Après le choc, les fidèles de retour à l’église à Montfort-sur-Meu
L’abbé Yannick Poligné, curé de la paroisse de Montfort-sur-Meu (Ille-et-Vilaine), près de Rennes, a été mis en examen dimanche 6 novembre 2022 et placé en détention provisoire pour viol aggravé sur un adolescent de 15 ans. Une semaine après, les fidèles étaient de retour à l’église pour la messe, dimanche 13 novembre 2022, où Mgr d’Ornellas, archevêque de Rennes, est venu à leur rencontre.
Ouest France - Virginie ÉNÉE.
« Je ne veux pas en parler, ça me fait trop mal… » Les visages sont fermés en entrant dans l’église de Montfort-sur-Meu. Ce dimanche matin 13 novembre 2022 s’y tient le premier office depuis le placement en détention de l’abbé Yannick Poligné, 52 ans, curé de cette paroisse de l’ouest de Rennes (Ille-et-Vilaine). Il est mis en examen pour viol aggravé sur un adolescent de 15 ans, avec usage de drogue pour altérer le discernement de la victime. Ainsi que mise en danger de la vie d’autrui, du fait de sa séropositivité.

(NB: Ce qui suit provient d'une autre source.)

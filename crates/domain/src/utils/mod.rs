//! Domain utilities

pub mod due_date;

Le ciel brumeux est à l’image de l’âme des fidèles. « Oh, vous savez… », commence cette septuagénaire avant de retenir ses larmes, de s’excuser et de rentrer dans l’église.
D’autres ont du mal à cacher leur colère : « On ne peut plus croire en rien, c’est inquiétant pour notre jeunesse surtout, déplore ce couple de quinquagénaires. C’est bien triste. »

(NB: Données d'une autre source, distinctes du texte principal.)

//! SQLite-backed reminder ledger (`reminder_log` table).
//!
//! `due_at` is stored in the fixed `format_timestamp` layout so equality and
//! ordering work on the text column.

use std::sync::Arc;

use async_trait::async_trait;
use chrono::{DateTime, Utc};
use duebell_core::ReminderLedger;
use duebell_domain::{format_timestamp, ReminderRecord, Result as DomainResult};
use rusqlite::{params, OptionalExtension};
use tokio::task;

use super::manager::{map_join_error, map_sql_error, DbManager};

pub struct SqliteReminderLedger {
    db: Arc<DbManager>,
}

impl SqliteReminderLedger {
    pub fn new(db: Arc<DbManager>) -> Self {
        Self { db }
    }
}

#[async_trait]
impl ReminderLedger for SqliteReminderLedger {
    async fn has_reminded(&self, task_id: &str, due_at: DateTime<Utc>) -> DomainResult<bool> {
        let db = Arc::clone(&self.db);
        let task_id = task_id.to_string();
        let due_at = format_timestamp(due_at);

        task::spawn_blocking(move || -> DomainResult<bool> {
            let conn = db.get_connection()?;
            let found = conn
                .query_row(
                    "SELECT 1 FROM reminder_log WHERE task_id = ?1 AND due_at = ?2",
                    params![task_id, due_at],
                    |row| row.get::<_, i64>(0),
                )
                .optional()
                .map_err(map_sql_error)?;
            Ok(found.is_some())
        })
        .await
        .map_err(map_join_error)?
    }

    async fn record(&self, record: &ReminderRecord) -> DomainResult<()> {
        let db = Arc::clone(&self.db);
        let record = record.clone();

        task::spawn_blocking(move || -> DomainResult<()> {
            let conn = db.get_connection()?;
            conn.execute(
                "INSERT OR REPLACE INTO reminder_log (task_id, due_at, recipient, sent_at, message_id)
                 VALUES (?1, ?2, ?3, ?4, ?5)",
                params![
                    record.task_id,
                    format_timestamp(record.due_at),
                    record.recipient,
                    format_timestamp(record.sent_at),
                    record.message_id,
                ],
            )
            .map_err(map_sql_error)?;
            Ok(())
        })
        .await
        .map_err(map_join_error)?
    }

    async fn prune_before(&self, cutoff: DateTime<Utc>) -> DomainResult<usize> {
        let db = Arc::clone(&self.db);
        let cutoff = format_timestamp(cutoff);

        task::spawn_blocking(move || -> DomainResult<usize> {
            let conn = db.get_connection()?;
            conn.execute("DELETE FROM reminder_log WHERE due_at < ?1", params![cutoff])
                .map_err(map_sql_error)
        })
        .await
        .map_err(map_join_error)?
    }
}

Mgr d’Ornellas venu demander pardon
L’église est quasi comble. Une majorité de fidèles âgés, mais aussi quelques familles avec enfants, et quelques adolescents. L’office est donné par Monseigneur Pierre d’Ornellas, archevêque du diocèse, venu écouter « la colère, la tristesse, la stupéfaction ».

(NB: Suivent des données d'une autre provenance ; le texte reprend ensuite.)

#![allow(dead_code)]

use std::sync::{Arc, Once};

use chrono::{DateTime, TimeZone, Utc};
use duebell_infra::database::DbManager;
use tempfile::TempDir;

static TRACING: Once = Once::new();

/// Route `tracing` output through the test harness (visible with
/// `--nocapture`).
pub fn init_test_tracing() {
    TRACING.call_once(|| {
        let _ = tracing_subscriber::fmt()
            .with_env_filter(
                tracing_subscriber::EnvFilter::try_from_default_env()
                    .unwrap_or_else(|_| tracing_subscriber::EnvFilter::new("warn")),
            )
            .with_test_writer()
            .try_init();
    });
}

/// Temporary database wrapper that keeps the underlying file alive for the
/// duration of a test run.
pub struct TestDatabase {
    pub manager: Arc<DbManager>,
    _temp_dir: TempDir,
}

impl TestDatabase {
    /// Create a migrated temporary database.
    pub fn new() -> Self {
        init_test_tracing();
        let temp_dir = TempDir::new().expect("temp dir should be created");
        let manager =
            DbManager::new(temp_dir.path().join("test.db"), 4).expect("db manager should be created");
        manager.run_migrations().expect("migrations should run");

        Self { manager: Arc::new(manager), _temp_dir: temp_dir }
    }

    /// Execute a batch of SQL statements against the database.
    pub fn execute_batch(&self, sql: &str) {
        let conn = self
            .manager
            .get_connection()
            .expect("connection should be available for execute_batch");
        conn.execute_batch(sql).expect("SQL batch execution should succeed");
    }

    pub fn insert_user(&self, id: &str, email: Option<&str>, first_name: &str) {
        let conn = self.manager.get_connection().expect("connection");
        conn.execute(
            "INSERT INTO users (id, email, first_name) VALUES (?1, ?2, ?3)",
            rusqlite::params![id, email, first_name],
        )
        .expect("user inserted");
    }

    pub fn insert_todo(&self, id: &str, user_id: &str, title: &str, due_date: Option<&str>, status: &str) {
        let conn = self.manager.get_connection().expect("connection");
        conn.execute(
            "INSERT INTO todos (id, user_id, title, description, priority, due_date, status)
             VALUES (?1, ?2, ?3, 'from test', 'High', ?4, ?5)",
            rusqlite::params![id, user_id, title, due_date, status],
        )
        .expect("todo inserted");
    }
}

impl Default for TestDatabase {
    fn default() -> Self {
        Self::new()
    }
}

/// Fixed tick time shared by the integration tests
pub fn test_now() -> DateTime<Utc> {
    Utc.with_ymd_and_hms(2025, 1, 15, 10, 0, 0).unwrap()
}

« Votre douleur est aussi la mienne, assure-t-il en introduction : ma confiance aussi a été trahie. Voilà que vous découvrez qu’il a succombé au mal au point de briser l’âme d’un mineur, en abusant de lui sexuellement. Comment comprendre l’inacceptable ? Comment parler aux jeunes que vous avez la mission d’éduquer ? Moi, votre évêque, au nom de l’Église, je vous demande pardon », poursuit-il, avant de « demander au Seigneur de bénir cette église pour la laver du mensonge qui l’a habitée ».
Il s’agenouille ensuite longuement devant l’autel, dos aux fidèles, pour demander pardon. Le chœur reprend le chant : « Oh Christ, prends pitié de nous. » L’émotion se lit sur les visages.
« Le fléau des abus sexuels »
Un peu plus tard, dans son homélie, l’archevêque a appelé à prier pour la jeune victime « abusée violemment » et rappelle l’engagement du pape François et de l’Église contre « le fléau des abus sexuels, en particulier ceux commis sur des mineurs ». Avant de conclure : « Peut-être qu’en raison d’une maladie [sa séropositivité], celui qui était votre curé s’est isolé de la communauté dont il était le pasteur. Le drame est arrivé… »
« Ça a été un cataclysme »
À la sortie de l’église, les fidèles saluent la venue de leur évêque : « C’était apaisant. Il a reconnu les choses, on avait besoin de l’entendre. Maintenant il faut avancer », commente une dame.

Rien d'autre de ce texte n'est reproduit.